*Your instructions:* Within the listing below, filter for "InnerNode" and copy every matching line.

*Records to use:*
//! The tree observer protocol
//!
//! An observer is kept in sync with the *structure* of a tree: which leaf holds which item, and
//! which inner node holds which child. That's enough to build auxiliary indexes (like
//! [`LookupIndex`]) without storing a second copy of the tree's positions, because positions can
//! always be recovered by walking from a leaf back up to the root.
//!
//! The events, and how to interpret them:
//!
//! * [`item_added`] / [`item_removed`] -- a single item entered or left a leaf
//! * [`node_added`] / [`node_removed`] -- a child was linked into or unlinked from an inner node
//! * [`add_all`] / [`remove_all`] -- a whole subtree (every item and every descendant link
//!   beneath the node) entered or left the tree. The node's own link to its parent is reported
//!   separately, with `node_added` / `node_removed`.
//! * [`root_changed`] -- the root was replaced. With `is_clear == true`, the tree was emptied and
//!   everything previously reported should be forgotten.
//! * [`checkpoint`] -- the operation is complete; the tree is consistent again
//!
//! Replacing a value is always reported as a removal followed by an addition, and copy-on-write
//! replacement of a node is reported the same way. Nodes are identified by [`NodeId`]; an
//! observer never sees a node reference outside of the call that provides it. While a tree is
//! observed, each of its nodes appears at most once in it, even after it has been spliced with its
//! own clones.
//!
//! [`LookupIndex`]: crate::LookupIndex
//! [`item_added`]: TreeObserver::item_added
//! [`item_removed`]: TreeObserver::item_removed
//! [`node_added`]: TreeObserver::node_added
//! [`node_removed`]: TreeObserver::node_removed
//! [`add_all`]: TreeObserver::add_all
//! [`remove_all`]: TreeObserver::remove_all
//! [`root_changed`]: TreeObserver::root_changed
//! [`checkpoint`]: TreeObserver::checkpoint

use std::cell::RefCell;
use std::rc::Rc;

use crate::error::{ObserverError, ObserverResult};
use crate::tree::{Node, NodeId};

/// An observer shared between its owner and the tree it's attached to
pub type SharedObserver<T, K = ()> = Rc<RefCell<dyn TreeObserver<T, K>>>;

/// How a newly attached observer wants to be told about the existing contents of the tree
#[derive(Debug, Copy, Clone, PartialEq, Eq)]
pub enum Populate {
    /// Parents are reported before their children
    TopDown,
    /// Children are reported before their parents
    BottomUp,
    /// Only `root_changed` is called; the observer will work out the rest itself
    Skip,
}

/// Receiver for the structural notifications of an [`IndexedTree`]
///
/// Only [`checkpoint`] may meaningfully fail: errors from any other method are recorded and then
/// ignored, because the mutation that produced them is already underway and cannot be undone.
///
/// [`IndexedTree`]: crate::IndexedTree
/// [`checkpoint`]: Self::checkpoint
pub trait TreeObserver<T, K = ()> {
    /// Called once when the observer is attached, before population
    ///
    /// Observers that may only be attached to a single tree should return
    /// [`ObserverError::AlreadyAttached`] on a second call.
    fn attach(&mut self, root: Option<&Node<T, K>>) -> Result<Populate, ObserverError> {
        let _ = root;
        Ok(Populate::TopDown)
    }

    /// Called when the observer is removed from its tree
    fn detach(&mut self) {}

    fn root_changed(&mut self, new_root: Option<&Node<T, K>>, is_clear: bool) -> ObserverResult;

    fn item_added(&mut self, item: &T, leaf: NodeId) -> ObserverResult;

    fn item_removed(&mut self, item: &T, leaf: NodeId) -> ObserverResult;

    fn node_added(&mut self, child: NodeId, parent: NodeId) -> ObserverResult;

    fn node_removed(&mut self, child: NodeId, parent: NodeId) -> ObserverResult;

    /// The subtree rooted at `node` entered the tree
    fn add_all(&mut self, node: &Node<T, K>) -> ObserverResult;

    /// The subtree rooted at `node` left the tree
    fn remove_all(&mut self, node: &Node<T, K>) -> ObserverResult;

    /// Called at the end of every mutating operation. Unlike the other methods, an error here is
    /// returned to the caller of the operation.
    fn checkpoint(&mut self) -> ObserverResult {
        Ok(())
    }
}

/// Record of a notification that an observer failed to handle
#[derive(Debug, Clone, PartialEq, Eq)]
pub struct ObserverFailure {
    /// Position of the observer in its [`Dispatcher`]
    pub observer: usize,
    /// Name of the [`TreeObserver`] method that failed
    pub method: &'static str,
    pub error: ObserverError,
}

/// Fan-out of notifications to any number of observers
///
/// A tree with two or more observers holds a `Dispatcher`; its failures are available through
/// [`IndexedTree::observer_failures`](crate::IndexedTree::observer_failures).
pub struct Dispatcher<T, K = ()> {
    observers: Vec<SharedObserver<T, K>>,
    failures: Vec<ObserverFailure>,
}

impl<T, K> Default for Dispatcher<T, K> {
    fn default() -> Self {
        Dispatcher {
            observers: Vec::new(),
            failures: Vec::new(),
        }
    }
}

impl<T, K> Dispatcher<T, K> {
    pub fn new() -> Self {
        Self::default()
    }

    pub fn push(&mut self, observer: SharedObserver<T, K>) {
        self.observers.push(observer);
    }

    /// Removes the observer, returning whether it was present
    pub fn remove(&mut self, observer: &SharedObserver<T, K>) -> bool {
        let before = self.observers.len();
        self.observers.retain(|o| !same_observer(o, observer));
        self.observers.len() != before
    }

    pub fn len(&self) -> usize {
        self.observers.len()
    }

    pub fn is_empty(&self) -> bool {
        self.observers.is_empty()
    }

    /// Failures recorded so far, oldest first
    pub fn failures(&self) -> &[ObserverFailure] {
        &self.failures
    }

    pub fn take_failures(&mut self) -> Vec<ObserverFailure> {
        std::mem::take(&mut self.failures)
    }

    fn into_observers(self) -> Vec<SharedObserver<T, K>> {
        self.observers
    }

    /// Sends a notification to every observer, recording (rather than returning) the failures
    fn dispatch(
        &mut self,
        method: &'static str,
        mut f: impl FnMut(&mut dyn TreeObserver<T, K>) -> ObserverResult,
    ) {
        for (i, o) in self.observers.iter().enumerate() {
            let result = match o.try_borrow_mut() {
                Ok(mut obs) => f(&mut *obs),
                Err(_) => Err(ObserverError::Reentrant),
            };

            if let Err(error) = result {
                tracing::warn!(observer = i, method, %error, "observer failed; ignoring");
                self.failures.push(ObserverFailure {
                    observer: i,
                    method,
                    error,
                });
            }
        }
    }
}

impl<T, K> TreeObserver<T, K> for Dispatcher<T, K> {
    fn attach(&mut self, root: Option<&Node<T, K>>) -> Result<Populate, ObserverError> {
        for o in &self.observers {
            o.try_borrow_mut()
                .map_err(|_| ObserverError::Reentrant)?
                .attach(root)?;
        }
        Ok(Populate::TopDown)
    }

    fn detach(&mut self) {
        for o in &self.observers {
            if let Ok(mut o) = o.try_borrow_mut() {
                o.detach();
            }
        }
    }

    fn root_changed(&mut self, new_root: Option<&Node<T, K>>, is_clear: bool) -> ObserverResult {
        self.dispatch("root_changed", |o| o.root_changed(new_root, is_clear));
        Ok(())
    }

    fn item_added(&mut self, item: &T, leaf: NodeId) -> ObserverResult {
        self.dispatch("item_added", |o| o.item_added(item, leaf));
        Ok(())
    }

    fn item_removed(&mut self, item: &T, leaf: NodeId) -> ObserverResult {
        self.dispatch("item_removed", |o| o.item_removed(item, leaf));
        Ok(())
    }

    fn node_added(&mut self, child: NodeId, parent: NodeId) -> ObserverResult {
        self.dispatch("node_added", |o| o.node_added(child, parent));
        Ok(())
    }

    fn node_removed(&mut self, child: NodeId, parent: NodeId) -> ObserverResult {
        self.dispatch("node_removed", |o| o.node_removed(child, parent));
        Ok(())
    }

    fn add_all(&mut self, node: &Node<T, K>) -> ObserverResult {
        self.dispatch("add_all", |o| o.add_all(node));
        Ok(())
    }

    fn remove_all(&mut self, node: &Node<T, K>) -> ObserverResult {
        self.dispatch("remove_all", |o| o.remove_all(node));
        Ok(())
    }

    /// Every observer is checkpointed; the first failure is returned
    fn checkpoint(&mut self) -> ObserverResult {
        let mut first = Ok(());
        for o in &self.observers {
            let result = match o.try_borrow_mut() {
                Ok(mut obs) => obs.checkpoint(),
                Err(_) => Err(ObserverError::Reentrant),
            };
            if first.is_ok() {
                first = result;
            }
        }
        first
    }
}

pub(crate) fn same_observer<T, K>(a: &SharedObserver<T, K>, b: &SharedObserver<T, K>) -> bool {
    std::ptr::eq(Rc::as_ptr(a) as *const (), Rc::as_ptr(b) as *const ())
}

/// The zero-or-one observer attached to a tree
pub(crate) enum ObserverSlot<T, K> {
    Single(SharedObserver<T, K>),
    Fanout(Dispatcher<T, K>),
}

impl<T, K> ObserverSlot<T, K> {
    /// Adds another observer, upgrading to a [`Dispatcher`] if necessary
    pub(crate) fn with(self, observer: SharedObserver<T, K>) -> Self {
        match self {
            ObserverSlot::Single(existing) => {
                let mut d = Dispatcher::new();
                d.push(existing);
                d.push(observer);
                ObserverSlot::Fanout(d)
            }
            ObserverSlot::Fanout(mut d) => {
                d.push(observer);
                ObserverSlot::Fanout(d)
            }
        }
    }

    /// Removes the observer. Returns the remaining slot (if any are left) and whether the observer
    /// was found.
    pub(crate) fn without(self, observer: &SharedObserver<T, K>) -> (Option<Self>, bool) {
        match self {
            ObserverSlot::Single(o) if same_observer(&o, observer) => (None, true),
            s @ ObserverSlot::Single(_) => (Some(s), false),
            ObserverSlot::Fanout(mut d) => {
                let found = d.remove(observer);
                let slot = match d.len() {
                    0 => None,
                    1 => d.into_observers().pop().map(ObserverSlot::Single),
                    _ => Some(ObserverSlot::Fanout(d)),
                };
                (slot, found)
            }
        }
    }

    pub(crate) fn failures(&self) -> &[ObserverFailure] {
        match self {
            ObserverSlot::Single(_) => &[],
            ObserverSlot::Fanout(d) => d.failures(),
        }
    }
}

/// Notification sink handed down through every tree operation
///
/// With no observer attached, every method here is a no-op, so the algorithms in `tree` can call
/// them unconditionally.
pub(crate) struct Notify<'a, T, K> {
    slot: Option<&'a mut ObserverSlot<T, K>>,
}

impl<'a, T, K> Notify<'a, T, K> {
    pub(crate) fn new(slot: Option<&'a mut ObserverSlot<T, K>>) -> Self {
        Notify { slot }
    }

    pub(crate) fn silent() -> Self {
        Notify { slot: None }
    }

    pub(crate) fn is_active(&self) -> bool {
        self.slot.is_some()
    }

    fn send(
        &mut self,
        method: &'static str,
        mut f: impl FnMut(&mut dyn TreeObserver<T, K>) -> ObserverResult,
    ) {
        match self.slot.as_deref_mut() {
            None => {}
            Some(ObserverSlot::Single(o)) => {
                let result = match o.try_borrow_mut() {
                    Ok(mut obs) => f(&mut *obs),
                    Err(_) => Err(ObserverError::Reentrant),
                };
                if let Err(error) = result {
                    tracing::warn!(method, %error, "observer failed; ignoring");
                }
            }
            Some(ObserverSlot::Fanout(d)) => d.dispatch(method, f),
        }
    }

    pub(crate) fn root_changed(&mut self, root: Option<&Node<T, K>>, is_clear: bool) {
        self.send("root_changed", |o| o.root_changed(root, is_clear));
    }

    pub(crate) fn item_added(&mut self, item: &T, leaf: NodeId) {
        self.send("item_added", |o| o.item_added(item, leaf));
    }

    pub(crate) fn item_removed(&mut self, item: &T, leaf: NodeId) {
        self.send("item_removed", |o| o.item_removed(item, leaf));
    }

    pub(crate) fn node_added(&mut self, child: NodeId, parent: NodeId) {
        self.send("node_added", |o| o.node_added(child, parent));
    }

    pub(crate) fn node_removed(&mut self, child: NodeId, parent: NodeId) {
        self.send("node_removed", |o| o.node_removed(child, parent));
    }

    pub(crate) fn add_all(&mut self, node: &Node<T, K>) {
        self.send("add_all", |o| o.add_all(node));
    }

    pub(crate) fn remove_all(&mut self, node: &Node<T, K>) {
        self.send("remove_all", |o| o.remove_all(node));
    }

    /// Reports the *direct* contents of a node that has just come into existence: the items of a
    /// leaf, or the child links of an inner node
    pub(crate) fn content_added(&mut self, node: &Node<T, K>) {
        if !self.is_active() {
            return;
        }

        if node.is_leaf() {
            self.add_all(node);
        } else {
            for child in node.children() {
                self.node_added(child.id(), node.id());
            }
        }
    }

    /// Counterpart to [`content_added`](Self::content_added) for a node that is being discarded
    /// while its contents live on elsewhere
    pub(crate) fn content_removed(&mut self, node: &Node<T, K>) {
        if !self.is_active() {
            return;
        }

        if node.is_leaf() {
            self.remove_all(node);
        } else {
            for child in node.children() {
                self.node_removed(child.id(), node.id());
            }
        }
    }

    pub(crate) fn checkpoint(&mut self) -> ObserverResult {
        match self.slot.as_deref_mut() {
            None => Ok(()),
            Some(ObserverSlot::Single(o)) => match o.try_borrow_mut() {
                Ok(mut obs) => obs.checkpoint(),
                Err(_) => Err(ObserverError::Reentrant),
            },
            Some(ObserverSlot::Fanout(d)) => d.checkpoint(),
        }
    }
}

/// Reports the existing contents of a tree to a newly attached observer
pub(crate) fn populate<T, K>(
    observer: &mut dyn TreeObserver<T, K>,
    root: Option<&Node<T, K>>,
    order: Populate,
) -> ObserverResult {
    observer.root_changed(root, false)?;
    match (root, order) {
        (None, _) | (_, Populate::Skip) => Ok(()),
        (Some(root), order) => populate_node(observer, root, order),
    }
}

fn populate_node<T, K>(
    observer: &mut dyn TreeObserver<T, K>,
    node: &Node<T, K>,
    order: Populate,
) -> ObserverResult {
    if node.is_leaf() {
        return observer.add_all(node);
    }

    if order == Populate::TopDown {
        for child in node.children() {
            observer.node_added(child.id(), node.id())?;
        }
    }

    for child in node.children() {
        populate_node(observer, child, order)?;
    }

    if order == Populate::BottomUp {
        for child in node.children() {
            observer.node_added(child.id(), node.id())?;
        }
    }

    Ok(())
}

...

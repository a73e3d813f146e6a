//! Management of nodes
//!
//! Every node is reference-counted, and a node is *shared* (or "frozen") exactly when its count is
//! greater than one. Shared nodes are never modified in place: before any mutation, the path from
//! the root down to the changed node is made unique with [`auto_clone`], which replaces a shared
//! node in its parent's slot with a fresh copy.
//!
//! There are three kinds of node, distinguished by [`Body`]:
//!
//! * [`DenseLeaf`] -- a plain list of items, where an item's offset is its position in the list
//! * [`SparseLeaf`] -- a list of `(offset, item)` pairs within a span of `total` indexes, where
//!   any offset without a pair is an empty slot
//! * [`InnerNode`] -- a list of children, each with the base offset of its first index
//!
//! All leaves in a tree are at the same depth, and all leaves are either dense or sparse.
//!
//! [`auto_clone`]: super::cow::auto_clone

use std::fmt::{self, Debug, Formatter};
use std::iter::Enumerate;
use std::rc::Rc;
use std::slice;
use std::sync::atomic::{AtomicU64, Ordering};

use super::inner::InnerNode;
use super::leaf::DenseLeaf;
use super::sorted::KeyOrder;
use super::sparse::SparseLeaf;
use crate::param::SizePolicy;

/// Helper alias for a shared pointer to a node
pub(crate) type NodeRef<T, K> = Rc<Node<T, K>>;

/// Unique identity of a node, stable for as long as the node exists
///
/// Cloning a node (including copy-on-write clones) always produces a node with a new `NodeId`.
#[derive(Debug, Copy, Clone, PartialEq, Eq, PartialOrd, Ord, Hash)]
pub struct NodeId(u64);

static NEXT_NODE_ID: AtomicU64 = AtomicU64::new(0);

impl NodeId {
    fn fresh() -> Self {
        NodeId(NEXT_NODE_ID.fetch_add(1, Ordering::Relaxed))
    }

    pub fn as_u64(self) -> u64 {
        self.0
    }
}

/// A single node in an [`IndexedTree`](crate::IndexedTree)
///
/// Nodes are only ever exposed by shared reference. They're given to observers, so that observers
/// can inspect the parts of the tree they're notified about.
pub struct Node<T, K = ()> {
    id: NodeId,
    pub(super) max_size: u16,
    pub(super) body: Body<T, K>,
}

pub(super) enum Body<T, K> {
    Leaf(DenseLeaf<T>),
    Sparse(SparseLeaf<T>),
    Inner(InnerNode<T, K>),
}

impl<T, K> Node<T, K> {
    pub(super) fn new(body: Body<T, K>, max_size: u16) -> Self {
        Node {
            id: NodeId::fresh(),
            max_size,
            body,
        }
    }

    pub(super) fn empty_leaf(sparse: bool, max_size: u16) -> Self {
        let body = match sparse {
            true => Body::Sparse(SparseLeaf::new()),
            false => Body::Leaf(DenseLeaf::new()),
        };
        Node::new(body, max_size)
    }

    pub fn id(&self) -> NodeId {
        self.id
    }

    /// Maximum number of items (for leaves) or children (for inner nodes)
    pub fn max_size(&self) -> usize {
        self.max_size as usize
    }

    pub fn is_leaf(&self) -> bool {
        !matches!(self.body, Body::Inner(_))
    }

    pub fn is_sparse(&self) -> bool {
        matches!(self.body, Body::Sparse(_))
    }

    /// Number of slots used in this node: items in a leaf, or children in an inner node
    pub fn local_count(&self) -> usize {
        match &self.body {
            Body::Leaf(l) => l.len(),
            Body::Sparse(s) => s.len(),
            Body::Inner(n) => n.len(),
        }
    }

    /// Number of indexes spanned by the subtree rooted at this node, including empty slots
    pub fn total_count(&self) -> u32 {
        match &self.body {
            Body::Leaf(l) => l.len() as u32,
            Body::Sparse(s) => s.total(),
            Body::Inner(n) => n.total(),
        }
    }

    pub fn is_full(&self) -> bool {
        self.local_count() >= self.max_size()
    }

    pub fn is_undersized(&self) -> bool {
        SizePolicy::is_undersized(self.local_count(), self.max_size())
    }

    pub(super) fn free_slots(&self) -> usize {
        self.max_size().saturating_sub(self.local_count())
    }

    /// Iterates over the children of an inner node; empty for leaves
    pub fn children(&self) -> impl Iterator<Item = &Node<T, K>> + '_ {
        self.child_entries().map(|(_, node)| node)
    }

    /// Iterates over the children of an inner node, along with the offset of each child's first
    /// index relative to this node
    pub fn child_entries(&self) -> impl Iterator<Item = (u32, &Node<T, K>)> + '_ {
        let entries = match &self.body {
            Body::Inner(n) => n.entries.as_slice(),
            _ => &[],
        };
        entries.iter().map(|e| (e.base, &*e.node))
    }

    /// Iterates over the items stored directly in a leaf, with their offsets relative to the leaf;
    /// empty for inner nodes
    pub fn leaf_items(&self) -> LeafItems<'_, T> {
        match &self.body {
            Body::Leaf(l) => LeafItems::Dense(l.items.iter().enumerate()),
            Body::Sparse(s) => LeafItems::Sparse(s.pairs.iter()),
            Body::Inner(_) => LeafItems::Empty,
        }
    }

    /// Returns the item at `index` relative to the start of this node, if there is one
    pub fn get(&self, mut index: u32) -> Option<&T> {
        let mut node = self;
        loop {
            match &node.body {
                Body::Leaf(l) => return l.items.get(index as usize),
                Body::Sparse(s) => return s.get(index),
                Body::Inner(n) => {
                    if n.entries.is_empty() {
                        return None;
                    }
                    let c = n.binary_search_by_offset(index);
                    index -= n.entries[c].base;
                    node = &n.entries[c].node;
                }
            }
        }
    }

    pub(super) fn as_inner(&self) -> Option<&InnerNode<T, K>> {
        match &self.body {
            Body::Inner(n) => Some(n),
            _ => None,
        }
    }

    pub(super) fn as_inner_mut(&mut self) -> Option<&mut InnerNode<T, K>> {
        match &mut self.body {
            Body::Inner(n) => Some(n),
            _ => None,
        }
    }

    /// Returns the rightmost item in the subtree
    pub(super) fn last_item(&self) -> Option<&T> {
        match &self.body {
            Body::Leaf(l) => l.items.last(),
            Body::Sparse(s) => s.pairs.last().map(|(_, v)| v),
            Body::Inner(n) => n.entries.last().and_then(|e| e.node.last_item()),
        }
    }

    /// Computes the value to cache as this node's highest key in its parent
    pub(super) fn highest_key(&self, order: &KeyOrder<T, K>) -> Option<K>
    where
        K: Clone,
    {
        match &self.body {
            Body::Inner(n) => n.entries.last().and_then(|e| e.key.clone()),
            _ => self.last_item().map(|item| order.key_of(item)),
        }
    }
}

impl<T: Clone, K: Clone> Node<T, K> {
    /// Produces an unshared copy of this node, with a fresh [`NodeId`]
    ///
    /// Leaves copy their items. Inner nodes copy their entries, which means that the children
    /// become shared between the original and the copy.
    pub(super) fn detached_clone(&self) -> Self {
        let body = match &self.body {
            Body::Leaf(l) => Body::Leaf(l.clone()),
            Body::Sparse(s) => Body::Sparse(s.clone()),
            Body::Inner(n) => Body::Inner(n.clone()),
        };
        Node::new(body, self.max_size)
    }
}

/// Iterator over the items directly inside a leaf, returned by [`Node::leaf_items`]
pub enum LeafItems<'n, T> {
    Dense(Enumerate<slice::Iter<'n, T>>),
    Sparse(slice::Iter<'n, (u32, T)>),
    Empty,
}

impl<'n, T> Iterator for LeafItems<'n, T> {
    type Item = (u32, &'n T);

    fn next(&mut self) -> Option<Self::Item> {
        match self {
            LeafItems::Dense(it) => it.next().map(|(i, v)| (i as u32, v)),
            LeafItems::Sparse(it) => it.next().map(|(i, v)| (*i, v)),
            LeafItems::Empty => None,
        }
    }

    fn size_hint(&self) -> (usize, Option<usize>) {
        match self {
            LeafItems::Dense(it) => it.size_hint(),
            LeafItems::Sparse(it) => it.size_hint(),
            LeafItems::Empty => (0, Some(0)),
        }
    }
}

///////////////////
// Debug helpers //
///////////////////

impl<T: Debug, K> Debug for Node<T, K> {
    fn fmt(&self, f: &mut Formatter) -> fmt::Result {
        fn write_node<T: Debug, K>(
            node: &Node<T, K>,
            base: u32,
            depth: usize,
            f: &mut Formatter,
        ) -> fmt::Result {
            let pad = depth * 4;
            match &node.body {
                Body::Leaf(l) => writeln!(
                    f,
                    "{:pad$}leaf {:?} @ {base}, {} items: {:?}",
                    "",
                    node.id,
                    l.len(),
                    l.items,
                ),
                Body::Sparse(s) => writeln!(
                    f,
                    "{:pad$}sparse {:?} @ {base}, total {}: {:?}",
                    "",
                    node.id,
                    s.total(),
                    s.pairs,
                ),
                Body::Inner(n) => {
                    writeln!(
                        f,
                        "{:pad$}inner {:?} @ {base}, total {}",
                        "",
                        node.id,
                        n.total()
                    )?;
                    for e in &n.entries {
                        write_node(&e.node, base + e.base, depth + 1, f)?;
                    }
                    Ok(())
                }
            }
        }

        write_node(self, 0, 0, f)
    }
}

*Exercise solution:*
//! * [`InnerNode`] -- a list of children, each with the base offset of its first index
use super::inner::InnerNode;
    Inner(InnerNode<T, K>),
    pub(super) fn as_inner(&self) -> Option<&InnerNode<T, K>> {
    pub(super) fn as_inner_mut(&mut self) -> Option<&mut InnerNode<T, K>> {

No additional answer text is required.